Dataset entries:

——————

//! Android project artifacts rendered as text.
//!
//! Every function here is pure: equal inputs give byte-identical output.

use crate::permissions::PermissionProfile;
use crate::project::ProjectConfig;

pub const ENTRY_URL: &str = "file:///android_asset/index.html";
const PERMISSION_PREFIX: &str = "android.permission.";

const GATED_PERMISSIONS: [&str; 5] = [
    "INTERNET",
    "CAMERA",
    "ACCESS_FINE_LOCATION",
    "RECORD_AUDIO",
    "READ_EXTERNAL_STORAGE",
];

/// Fully qualified permissions in declaration order, each at most once.
///
/// The profile flags alone decide the gated permissions: a custom entry naming
/// one of them is ignored, so `usesCamera=false` never declares CAMERA.
/// Blank custom entries are skipped.
pub fn declared_permissions(profile: &PermissionProfile) -> Vec<String> {
    let flags = [
        true,
        profile.uses_camera,
        profile.uses_location,
        profile.uses_microphone,
        profile.uses_storage,
    ];
    let gated: Vec<String> = GATED_PERMISSIONS
        .iter()
        .map(|name| format!("{PERMISSION_PREFIX}{name}"))
        .collect();

    let mut declared: Vec<String> = gated
        .iter()
        .zip(flags)
        .filter(|(_, enabled)| *enabled)
        .map(|(name, _)| name.clone())
        .collect();
    for custom in &profile.custom_permissions {
        if custom.trim().is_empty() {
            continue;
        }
        let name = qualify_permission(custom);
        if gated.contains(&name) || declared.contains(&name) {
            continue;
        }
        declared.push(name);
    }
    declared
}

/// `BLUETOOTH` → `android.permission.BLUETOOTH`; dotted names pass through.
fn qualify_permission(name: &str) -> String {
    let name = name.trim();
    if name.contains('.') {
        name.to_string()
    } else {
        format!("{PERMISSION_PREFIX}{name}")
    }
}

fn xml_escape(value: &str) -> String {
    let mut out = String::with_capacity(value.len());
    for c in value.chars() {
        match c {
            '&' => out.push_str("&amp;"),
            '<' => out.push_str("&lt;"),
            '>' => out.push_str("&gt;"),
            '"' => out.push_str("&quot;"),
            '\'' => out.push_str("&apos;"),
            c => out.push(c),
        }
    }
    out
}

pub fn render_manifest(config: &ProjectConfig, profile: &PermissionProfile) -> String {
    let permissions: String = declared_permissions(profile)
        .iter()
        .map(|p| {
            format!(
                "    <uses-permission android:name=\"{}\" />\n",
                xml_escape(p)
            )
        })
        .collect();
    format!(
        r#"<?xml version="1.0" encoding="utf-8"?>
<manifest xmlns:android="http://schemas.android.com/apk/res/android"
    package="{package}">

{permissions}
    <application
        android:allowBackup="true"
        android:icon="@mipmap/ic_launcher"
        android:label="{label}"
        android:roundIcon="@mipmap/ic_launcher_round"
        android:supportsRtl="true"
        android:theme="@style/Theme.AppCompat.Light.NoActionBar">
        <activity
            android:name=".MainActivity"
            android:exported="true">
            <intent-filter>
                <action android:name="android.intent.action.MAIN" />
                <category android:name="android.intent.category.LAUNCHER" />
            </intent-filter>
        </activity>
    </application>

</manifest>
"#,
        package = config.package_name(),
        label = xml_escape(config.app_name()),
    )
}

pub fn render_main_activity(config: &ProjectConfig, profile: &PermissionProfile) -> String {
    let geolocation = if profile.uses_location {
        "\n        webSettings.setGeolocationEnabled(true);\n"
    } else {
        ""
    };
    format!(
        r#"package {package};

import android.os.Bundle;
import android.webkit.WebSettings;
import android.webkit.WebView;
import android.webkit.WebViewClient;
import androidx.appcompat.app.AppCompatActivity;

public class MainActivity extends AppCompatActivity {{

    private WebView myWebView;

    @Override
    protected void onCreate(Bundle savedInstanceState) {{
        super.onCreate(savedInstanceState);
        setContentView(R.layout.activity_main);

        myWebView = findViewById(R.id.webview);
        WebSettings webSettings = myWebView.getSettings();
        webSettings.setJavaScriptEnabled(true);
        webSettings.setDomStorageEnabled(true);
        webSettings.setAllowFileAccess(true);
        webSettings.setAllowContentAccess(true);
{geolocation}
        myWebView.setWebViewClient(new WebViewClient());

        // Load the packaged entry point.
        myWebView.loadUrl("{ENTRY_URL}");
    }}

    @Override
    public void onBackPressed() {{
        if (myWebView.canGoBack()) {{
            myWebView.goBack();
        }} else {{
            super.onBackPressed();
        }}
    }}
}}
"#,
        package = config.package_name(),
    )
}

pub fn render_layout() -> String {
    r#"<?xml version="1.0" encoding="utf-8"?>
<androidx.constraintlayout.widget.ConstraintLayout xmlns:android="http://schemas.android.com/apk/res/android"
    xmlns:app="http://schemas.android.com/apk/res-auto"
    xmlns:tools="http://schemas.android.com/tools"
    android:layout_width="match_parent"
    android:layout_height="match_parent">

    <WebView
        android:id="@+id/webview"
        android:layout_width="match_parent"
        android:layout_height="match_parent" />

</androidx.constraintlayout.widget.ConstraintLayout>
"#
    .to_string()
}

pub fn render_build_gradle(config: &ProjectConfig) -> String {
    format!(
        r#"plugins {{
    id 'com.android.application'
}}

android {{
    namespace '{package}'
    compileSdk 33

    defaultConfig {{
        applicationId "{package}"
        minSdk 24
        targetSdk 33
        versionCode 1
        versionName "{version}"
    }}

    buildTypes {{
        release {{
            minifyEnabled false
            proguardFiles getDefaultProguardFile('proguard-android-optimize.txt'), 'proguard-rules.pro'
        }}
    }}
}}

dependencies {{
    implementation 'androidx.appcompat:appcompat:1.6.1'
    implementation 'androidx.constraintlayout:constraintlayout:2.1.4'
}}
"#,
        package = config.package_name(),
        version = config.version_name(),
    )
}

pub fn render_workflow(config: &ProjectConfig) -> String {
    format!(
        r#"name: Build Android APK

on:
  push:
    branches: [ "main", "master" ]
  pull_request:
    branches: [ "main", "master" ]

jobs:
  build:
    runs-on: ubuntu-latest

    steps:
    - uses: actions/checkout@v4

    - name: set up JDK 17
      uses: actions/setup-java@v4
      with:
        java-version: '17'
        distribution: 'temurin'
        cache: gradle

    - name: Setup Gradle
      uses: gradle/actions/setup-gradle@v3

    # The archive ships without a Gradle wrapper, so call gradle directly.
    - name: Build Debug APK
      run: gradle app:assembleDebug

    - name: Upload APK
      uses: actions/upload-artifact@v4
      with:
        name: {artifact}-debug-apk
        path: app/build/outputs/apk/debug/app-debug.apk
"#,
        artifact = config.folder_name(),
    )
}

#[cfg(test)]
mod tests {
    use super::*;

    fn demo_config() -> ProjectConfig {
        ProjectConfig::new("DemoApp", "com.demo.app", "1.0.0", "").unwrap()
    }

    fn profile() -> PermissionProfile {
        PermissionProfile {
            uses_internet: false,
            uses_camera: false,
            uses_location: false,
            uses_microphone: false,
            uses_storage: false,
            custom_permissions: vec![],
            reasoning: String::new(),
        }
    }

    fn uses_permission_names(manifest: &str) -> Vec<String> {
        manifest
            .lines()
            .filter(|l| l.contains("<uses-permission"))
            .filter_map(|l| l.split('"').nth(1))
            .map(str::to_string)
            .collect()
    }

    #[test]
    fn location_only_scenario() {
        let profile = PermissionProfile {
            uses_location: true,
            ..profile()
        };
        let manifest = render_manifest(&demo_config(), &profile);
        assert_eq!(
            uses_permission_names(&manifest),
            vec![
                "android.permission.INTERNET",
                "android.permission.ACCESS_FINE_LOCATION"
            ]
        );
        let activity = render_main_activity(&demo_config(), &profile);
        assert!(activity.contains("webSettings.setGeolocationEnabled(true);"));
        assert!(activity.starts_with("package com.demo.app;"));
    }

    #[test]
    fn custom_permission_scenario() {
        let profile = PermissionProfile {
            custom_permissions: vec!["BLUETOOTH".into()],
            ..profile()
        };
        let manifest = render_manifest(&demo_config(), &profile);
        assert_eq!(
            uses_permission_names(&manifest),
            vec!["android.permission.INTERNET", "android.permission.BLUETOOTH"]
        );
        let activity = render_main_activity(&demo_config(), &profile);
        assert!(!activity.contains("setGeolocationEnabled"));
    }

    #[test]
    fn camera_declared_exactly_when_flagged() {
        let off = render_manifest(&demo_config(), &profile());
        assert!(!off.contains("android.permission.CAMERA"));

        let on = render_manifest(
            &demo_config(),
            &PermissionProfile {
                uses_camera: true,
                ..profile()
            },
        );
        assert_eq!(on.matches("android.permission.CAMERA").count(), 1);
    }

    #[test]
    fn every_flag_maps_to_its_permission() {
        let all = PermissionProfile {
            uses_internet: true,
            uses_camera: true,
            uses_location: true,
            uses_microphone: true,
            uses_storage: true,
            custom_permissions: vec![],
            reasoning: String::new(),
        };
        assert_eq!(
            declared_permissions(&all),
            vec![
                "android.permission.INTERNET",
                "android.permission.CAMERA",
                "android.permission.ACCESS_FINE_LOCATION",
                "android.permission.RECORD_AUDIO",
                "android.permission.READ_EXTERNAL_STORAGE",
            ]
        );
    }

    #[test]
    fn custom_permissions_keep_order() {
        let profile = PermissionProfile {
            custom_permissions: vec![
                "VIBRATE".into(),
                "com.example.permission.C2D".into(),
                "BLUETOOTH".into(),
            ],
            ..profile()
        };
        assert_eq!(
            uses_permission_names(&render_manifest(&demo_config(), &profile)),
            vec![
                "android.permission.INTERNET",
                "android.permission.VIBRATE",
                "com.example.permission.C2D",
                "android.permission.BLUETOOTH",
            ]
        );
    }

    #[test]
    fn custom_entry_never_duplicates_a_flagged_permission() {
        let profile = PermissionProfile {
            uses_camera: true,
            custom_permissions: vec![
                "CAMERA".into(),
                "android.permission.CAMERA".into(),
                "VIBRATE".into(),
                "VIBRATE".into(),
            ],
            ..profile()
        };
        let manifest = render_manifest(&demo_config(), &profile);
        assert_eq!(manifest.matches("android.permission.CAMERA").count(), 1);
        assert_eq!(
            uses_permission_names(&manifest),
            vec![
                "android.permission.INTERNET",
                "android.permission.CAMERA",
                "android.permission.VIBRATE",
            ]
        );
    }

    #[test]
    fn custom_entry_cannot_enable_an_unflagged_permission() {
        let profile = PermissionProfile {
            custom_permissions: vec!["android.permission.CAMERA".into(), " RECORD_AUDIO ".into()],
            ..profile()
        };
        let manifest = render_manifest(&demo_config(), &profile);
        assert!(!manifest.contains("android.permission.CAMERA"));
        assert!(!manifest.contains("android.permission.RECORD_AUDIO"));
    }

    #[test]
    fn blank_custom_entries_are_skipped() {
        let profile = PermissionProfile {
            custom_permissions: vec!["".into(), "   ".into(), "BLUETOOTH".into()],
            ..profile()
        };
        assert_eq!(
            declared_permissions(&profile),
            vec!["android.permission.INTERNET", "android.permission.BLUETOOTH"]
        );
        assert!(!render_manifest(&demo_config(), &profile).contains("android.permission.\""));
    }

    #[test]
    fn hostile_custom_permission_is_escaped() {
        let profile = PermissionProfile {
            custom_permissions: vec![r#"x" /><application android:debuggable="true"#.into()],
            ..profile()
        };
        let manifest = render_manifest(&demo_config(), &profile);
        assert_eq!(manifest.matches("<application").count(), 1);
        assert!(manifest.contains("&quot;"));
    }

    #[test]
    fn renderers_are_deterministic() {
        let cfg = demo_config();
        let p = PermissionProfile {
            uses_microphone: true,
            custom_permissions: vec!["NFC".into()],
            ..profile()
        };
        assert_eq!(render_manifest(&cfg, &p), render_manifest(&cfg, &p));
        assert_eq!(render_main_activity(&cfg, &p), render_main_activity(&cfg, &p));
        assert_eq!(render_build_gradle(&cfg), render_build_gradle(&cfg));
        assert_eq!(render_workflow(&cfg), render_workflow(&cfg));
        assert_eq!(render_layout(), render_layout());
    }

    #[test]
    fn activity_loads_entry_point_and_defers_back_to_history() {
        let activity = render_main_activity(&demo_config(), &profile());
        assert!(activity.contains("setJavaScriptEnabled(true)"));
        assert!(activity.contains("setDomStorageEnabled(true)"));
        assert!(activity.contains(&format!("loadUrl(\"{ENTRY_URL}\")")));
        assert!(activity.contains("if (myWebView.canGoBack())"));
    }

    #[test]
    fn build_files_carry_config_fields() {
        let cfg = ProjectConfig::new("Demo App", "com.demo.app", "2.3.4", "").unwrap();
        let gradle = render_build_gradle(&cfg);
        assert!(gradle.contains("applicationId \"com.demo.app\""));
        assert!(gradle.contains("versionName \"2.3.4\""));
        assert!(render_workflow(&cfg).contains("name: Demo_App-debug-apk"));
        assert!(render_manifest(&cfg, &profile()).contains("android:label=\"Demo App\""));
    }
}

——————

## [Aim of the task]
Which lines above hold the string "applicationId"? Show each of them.

## [Result for this task]
        applicationId "{package}"
        assert!(gradle.contains("applicationId \"com.demo.app\""));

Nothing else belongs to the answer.